HIPAA Contingency Basic Guidelines
HIPAA Contingency plan was implemented by Medicare on October 16, 2003. HIPAA Contingency allowed providers and other electronic billers to temporarily continue to send pre-HIPAA electronic format claims, claim status requests, and beneficiary eligibility requests, and for CMS to continue temporarily sending remittance advice, claim status responses, beneficiary eligibility responses, and coordination of benefit transactions to other payers in pre-HIPAA electronic formats.
The Medicare HIPAA inbound claim contingency plan was terminated by CMS effective October 1, 2005. All electronic claims sent to Medicare fee-for-service carriers, durable medical equipment regional carriers, or fiscal intermediaries on and after that date that do not comply with the implementation guides adopted as national standards under HIPAA are rejected back to the sender. You should contact your Medicare carrier, durable medical equipment regional carrier, or fiscal intermediary if you would like to further discuss requirements for submission of claims to them electronically that comply with the HIPAA standards.
Termination dates have not yet been announced for transactions other than inbound electronic claims, but announcements are expected shortly and will be posted here as soon as possible. If you are still using one or more pre-HIPAA electronic formats, you are encouraged to transition to full usage of the HIPAA standards as soon as possible to avoid loss of electronic access for submission of data to Medicare or receipt of transaction data from Medicare.

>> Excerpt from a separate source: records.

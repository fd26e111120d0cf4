#![no_main]

use std::str::FromStr;

use libfuzzer_sys::fuzz_target;
use padnav_core::Direction;

fuzz_target!(|data: &[u8]| {
    let Ok(input) = std::str::from_utf8(data) else {
        return;
    };
    match Direction::from_str(input) {
        Ok(dir) => {
            // Canonical names always parse back to the same direction.
            assert_eq!(Direction::from_str(dir.as_str()), Ok(dir));
        }
        Err(err) => assert_eq!(err.input(), input),
    }
});
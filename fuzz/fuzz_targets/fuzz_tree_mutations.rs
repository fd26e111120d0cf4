#![no_main]

use arbitrary::Arbitrary;
use libfuzzer_sys::fuzz_target;
use padnav::candidates::is_valid_target;
use padnav::{Direction, NodeId, OverlayKind, Rect, RegionTags, SpatialNavigator, nearest_by_distance};
use padnav_core::memory::{MemoryNode, MemoryTree};

#[derive(Debug, Arbitrary)]
enum Op {
    Move(u8),
    AddRoot { x: u8, y: u8, tags: u8 },
    AddChild { parent: u8, x: u8, y: u8, tags: u8 },
    AddOverlay { kind: u8 },
    Remove(u8),
    Disable(u8, bool),
    Collapse(u8, bool),
    Resize { node: u8, w: u8, h: u8 },
    Flush,
    SaveFocus,
    Restore(u8),
    OverlayClosed,
}

fn pick(ids: &[NodeId], n: u8) -> Option<NodeId> {
    (!ids.is_empty()).then(|| ids[n as usize % ids.len()])
}

fn direction(n: u8) -> Direction {
    Direction::ALL[n as usize % 4]
}

fn node(x: u8, y: u8, tags: u8) -> MemoryNode {
    let rect = Rect::new(f64::from(x) * 10.0, f64::from(y) * 10.0, 80.0, 60.0);
    let mut node = MemoryNode::focusable(rect)
        .with_tags(RegionTags::from_bits_truncate(tags) - RegionTags::OVERLAY);
    if tags & 0x80 != 0 {
        node = node.with_column(u32::from(tags % 5));
    }
    node
}

fuzz_target!(|ops: Vec<Op>| {
    let mut tree = MemoryTree::new();
    let mut ids: Vec<NodeId> = Vec::new();
    let mut nav = SpatialNavigator::default();
    nav.initialize_navigation(nearest_by_distance);

    for op in ops.into_iter().take(256) {
        match op {
            Op::Move(d) => {
                nav.move_focus(&mut tree, direction(d));
            }
            Op::AddRoot { x, y, tags } => ids.push(tree.add(node(x, y, tags))),
            Op::AddChild { parent, x, y, tags } => {
                if let Some(parent) = pick(&ids, parent) {
                    ids.push(tree.add_child(parent, node(x, y, tags)));
                }
            }
            Op::AddOverlay { kind } => {
                let kind = OverlayKind::PRECEDENCE[kind as usize % OverlayKind::PRECEDENCE.len()];
                ids.push(tree.add(MemoryNode::overlay(kind, Rect::new(0.0, 0.0, 400.0, 300.0))));
            }
            Op::Remove(n) => {
                if let Some(id) = pick(&ids, n) {
                    tree.remove(id);
                }
            }
            Op::Disable(n, on) => {
                if let Some(id) = pick(&ids, n) {
                    tree.set_disabled(id, on);
                }
            }
            Op::Collapse(n, on) => {
                if let Some(id) = pick(&ids, n) {
                    tree.set_collapsed(id, on);
                }
            }
            Op::Resize { node, w, h } => {
                if let Some(id) = pick(&ids, node) {
                    tree.set_rect(id, Rect::new(0.0, 0.0, f64::from(w), f64::from(h)));
                }
            }
            Op::Flush => {
                let batch = tree.take_records();
                nav.handle_mutations(&mut tree, &batch);
                // After a handled batch focus is valid or unset.
                if let Some(current) = nav.current() {
                    assert!(is_valid_target(&tree, current), "stale focus {current}");
                }
            }
            Op::SaveFocus => nav.save_focus(),
            Op::Restore(n) => {
                nav.restore_focus(&mut tree, pick(&ids, n));
            }
            Op::OverlayClosed => {
                nav.restore_after_overlay_close(&mut tree);
            }
        }
        assert!(nav.history().len() <= nav.config().history_capacity);
    }
});
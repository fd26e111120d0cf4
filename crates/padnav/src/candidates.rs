#![forbid(unsafe_code)]

//! Candidate provider: which nodes may receive directional focus right now.
//!
//! # Invariants
//!
//! - A candidate carries the eligible marker, is not disabled, and is
//!   visible and attached (see [`VisualTree::is_visible`]).
//! - While an overlay is active, only candidates inside it are returned.
//!   Simultaneous overlays resolve by [`OverlayKind::PRECEDENCE`], never by
//!   opening order.
//! - Results are in document order.

use padnav_core::{FocusTarget, NodeId, OverlayKind, VisualTree};

/// `true` if `id` satisfies the focus invariant: eligible, enabled, visible,
/// and attached.
pub fn is_valid_target<T: VisualTree>(tree: &T, id: NodeId) -> bool {
    tree.target(id)
        .is_some_and(|n| n.is_eligible() && !n.is_disabled())
        && tree.is_visible(id)
}

/// The overlay that currently isolates navigation, if any.
pub fn active_overlay<T: VisualTree>(tree: &T) -> Option<(OverlayKind, NodeId)> {
    tree.active_overlays()
        .into_iter()
        .min_by_key(|(kind, _)| kind.rank())
}

/// `true` if `id` lies inside the active overlay, or no overlay is active.
pub fn in_scope<T: VisualTree>(tree: &T, id: NodeId) -> bool {
    match active_overlay(tree) {
        Some((_, root)) => tree.is_within(id, root),
        None => true,
    }
}

/// `true` if `id` is a valid target inside the current navigation scope.
pub fn is_focusable_in_scope<T: VisualTree>(tree: &T, id: NodeId) -> bool {
    is_valid_target(tree, id) && in_scope(tree, id)
}

/// Every valid target in the tree, ignoring overlays.
pub fn all_eligible<T: VisualTree>(tree: &T) -> Vec<NodeId> {
    tree.document_order()
        .into_iter()
        .filter(|&id| is_valid_target(tree, id))
        .collect()
}

/// Every valid target in the current navigation scope.
pub fn all_focusable<T: VisualTree>(tree: &T) -> Vec<NodeId> {
    match active_overlay(tree) {
        Some((_, root)) => tree
            .document_order()
            .into_iter()
            .filter(|&id| tree.is_within(id, root) && is_valid_target(tree, id))
            .collect(),
        None => all_eligible(tree),
    }
}

/// First valid target in the current navigation scope.
pub fn first_focusable<T: VisualTree>(tree: &T) -> Option<NodeId> {
    all_focusable(tree).into_iter().next()
}

/// First valid target anywhere in the tree.
pub fn first_eligible<T: VisualTree>(tree: &T) -> Option<NodeId> {
    tree.document_order()
        .into_iter()
        .find(|&id| is_valid_target(tree, id))
}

The seventh Administrative Safeguard Standard of the HIPAA Administrative Simplification Security Rule has five implementation specifications: Data backup plan; Disaster recovery plan; Emergency mode operation plan; Testing and revision procedures; and Applications and data criticality analysis. The first three are required; the last two are addressable. Addressable does not mean optional. Rather, an addressable implementation specification means that a covered entity must use reasonable and appropriate measures to meet the standard. Further, as HIPAA.com has noted earlier, business associates also will be required to comply with the Security Rule standards, effective February 17, 2010.